自動手指角度測量系統是使用三個 leap motion controller (LMC) 設備開發,用以優化中風患者在復健治療中的手部運動追蹤,系統使用面對面 (face-to-face) 和正交 (orthogonal) 兩種設置方式,藉此克服單個 LMC 系統的缺點,例如:遮擋。此外能偵測到 3 個關節 (遠端指間關節(distal interphalangeal joint, DIP)、近端指間關節 (proximal interphalangeal joint, PIP) 和掌指骨 (metacarpophalangeal, MCP)) 大部分的運動,實驗過程中受測者的任務包含:伸直運動、桌上運動、握拳、鉤指和拇指屈曲/伸展,這些運動可以清晰地觀察每個關節的運動範圍變化。在數據分析中,採用單樣本t檢定,將角度和活動範圍 (range of motion, ROM) 的測量值,與美國手外科學會提供的參考值進行比較,並且使用機器學習中的四分類決策樹 (four classifiers decision tree)、貝氏分類器 (Naive Bayes)、K-近鄰演算法 (k-nearest neighbor, KNN)、支援向量機 (support vector machine, SVM) 對健康受試者的手部運動進行分類。此外,使用特徵選擇 (feature selection) 技術確保分類準確性、優化模型,並減少計算時間及運算成本。所有實驗都使用 5 折交叉驗證 (5-fold cross validation) 來評估機器學習模型。

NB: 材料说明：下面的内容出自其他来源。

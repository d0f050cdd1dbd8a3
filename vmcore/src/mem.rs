//! Low-level allocation helpers.
//!
//! The hash layout primitive needs a single allocation sized and aligned by
//! hand (see [`crate::hash::layout`]); these are thin, panic-on-OOM wrappers
//! over the global allocator, the same shape as a conventional Rust
//! hand-rolled-layout data structure's internal allocation helpers.

use std::alloc::{self, Layout};

/// Allocate `layout`, zeroed. Panics if the allocator returns an error.
#[inline]
pub(crate) unsafe fn alloc_zeroed(layout: Layout) -> *mut u8 {
    let ptr = alloc::alloc_zeroed(layout);
    assert!(!ptr.is_null(), "allocation failed for layout {layout:?}");
    ptr
}

/// Deallocate a block previously obtained from [`alloc_zeroed`].
#[inline]
pub(crate) unsafe fn dealloc(ptr: *mut u8, layout: Layout) {
    alloc::dealloc(ptr, layout)
}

統計結果分別將每個關節的 ROM 與美國手外科醫學會 (American Society for Surgery of the Hand, ASSH) 的參考值 (DIP = 80、PIP = 100 和 MCP = 90 )進行比較,在 LMC #2 (LMC #2 的控制器直接指向手掌) 中對每個關節使用單樣本 t 檢定時的 p 值大於 0.001 (alpha = 5%),證明 LMC #2 提供的手部運動追蹤結果最接近參考值,這意味著 LMC #2 控制器方向可以提供最佳位置。在關節角度的功能運動分類結果中 SVM 分類器中的準確率最高,單一 LMC 控制器在 LMC #2的結果為 89.15%,在 LMC #1 加上 LMC #2 的雙控制器為 92.48% (LMC #1 的控制器直接指向手背),和三個 LMC 為 93.27%。在ROM 的功能運動分類結果中,SVM 分類器中具有最高的準確率,單一 LMC控制器在 LMC #1可達90.17%,雙 LMC控制器在 LMC #1 和 LMC #3 (LMC #3 控制器位於左側手部) 結果為 95.42%,對於三個 LMC控制器可達 96.33% 的準確率。所有分類器的拇指屈伸分類結果幾乎超過90%,其中SVM的分類結果最好,準確率分別為94.71% (無特徵選擇)、94.80% (NCA (neighborhood component analysis) 特徵選擇)、94.42% (SBS (sequential backward selection) 特徵選擇)、93.23% (SFS (sequential forward selection) 特徵選擇)。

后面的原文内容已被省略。